→ What you have to do
Reproduce all lines of the listing below in which the word "kept" occurs.

→ Supplied material
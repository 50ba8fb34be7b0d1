mod pipeline_tests;
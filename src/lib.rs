//! # Poseidon Core Library
//!
//! This library provides the data structures and the tide-data transformation
//! pipeline behind the Poseidon coastal dashboard. Everything in here is plain
//! data processing: the binary owns the network fetch, the periodic timer and
//! the terminal output, and hands data to these functions.
//!
//! ## Pipeline
//!
//! ```text
//! NOAA predictions ──► series::build ──► ChartSeries
//!                                   ├──► live_marker (every 500 ms tick)
//!                                   └──► extrema::find_daily_extremes (once per load)
//! ```
//!
//! 1. **SeriesBuilder** ([`series`]): raw `{t, v}` predictions become ordered
//!    [`TideSample`]s, then parallel label/value arrays for charting.
//! 2. **LiveMarker** ([`live_marker`]): finds the sample closest to "now"
//!    within a tolerance and animates a pulsing marker radius.
//! 3. **ExtremaFinder** ([`extrema`]): two highs and two lows for the day,
//!    with the second of each kind at least 6 hours from the first.
//!
//! ## Time Handling
//!
//! NOAA reports predictions in local station time (`time_zone=lst_ldt`), so
//! every comparison between samples goes through [`timestamps::parse_instant`],
//! which resolves labels to absolute instants in the station's time zone. Two
//! samples straddling a DST change are compared correctly.
//!
//! ## Core Types
//! - [`TideSample`]: one timestamped tide height
//! - [`TideSeries`]: a station's samples for one day plus an offline flag
//! - [`Station`]: a NOAA station identifier and display name

use serde::{Deserialize, Serialize};

pub mod config;
pub mod dashboard;
pub mod extrema;
pub mod fallback;
pub mod live_marker;
pub mod logging;
pub mod noaa;
pub mod renderer;
pub mod series;
pub mod timestamps;
pub mod units;

pub use extrema::{find_daily_extremes, DailyExtremes, ExtremaPair};
pub use live_marker::{locate, render_overlay, LiveMarker, MarkerFrame, MarkerState};
pub use series::{build, ChartSeries};

/// A single tide height reading.
///
/// The timestamp is kept exactly as received from upstream; it is parsed
/// only when a consumer needs to compare it against another point in time.
/// A height that could not be parsed is stored as `NaN`.
///
/// # Example
/// ```
/// use poseidon_lib::TideSample;
///
/// let sample = TideSample::new("2025-07-24 06:00", 9.1);
/// assert_eq!(sample.timestamp, "2025-07-24 06:00");
/// assert_eq!(sample.height, 9.1);
/// ```
#[derive(Clone, Debug, PartialEq)]
pub struct TideSample {
    /// Upstream timestamp, RFC 3339 or NOAA local `YYYY-MM-DD HH:MM`
    pub timestamp: String,
    /// Tide height in feet above MLLW
    pub height: f64,
}

impl TideSample {
    pub fn new(timestamp: impl Into<String>, height: f64) -> Self {
        Self {
            timestamp: timestamp.into(),
            height,
        }
    }
}

/// A NOAA tide station.
#[derive(Clone, Debug, PartialEq, Eq, Serialize, Deserialize)]
pub struct Station {
    /// Numeric NOAA station ID, e.g. "8447180"
    pub id: String,
    /// Human-readable name for display
    pub name: String,
}

impl Station {
    pub fn new(id: impl Into<String>, name: impl Into<String>) -> Self {
        Self {
            id: id.into(),
            name: name.into(),
        }
    }
}

/// One station's tide samples for "today", in chronological order.
///
/// Samples are kept in upstream order and never re-sorted. No two samples in
/// one series share a timestamp.
///
/// # Offline Behavior
/// When `offline = true`, the samples come from the harmonic model in
/// [`fallback`] rather than from NOAA, and the dashboard shows "⚠ OFFLINE".
///
/// # Example
/// ```
/// use poseidon_lib::{Station, TideSample, TideSeries};
///
/// let series = TideSeries {
///     station: Station::new("8447180", "Sandwich, MA"),
///     samples: vec![
///         TideSample::new("2025-07-24 00:00", 1.2),
///         TideSample::new("2025-07-24 00:06", 1.3),
///     ],
///     offline: false,
/// };
///
/// assert_eq!(series.samples.len(), 2);
/// assert!(!series.offline);
/// ```
#[derive(Clone, Debug)]
pub struct TideSeries {
    /// Station the predictions belong to
    pub station: Station,
    /// Samples ordered by timestamp ascending
    pub samples: Vec<TideSample>,
    /// True if using fallback model instead of real NOAA data
    pub offline: bool,
}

→ Exercise output
/// The timestamp is kept exactly as received from upstream; it is parsed
/// Samples are kept in upstream order and never re-sorted. No two samples in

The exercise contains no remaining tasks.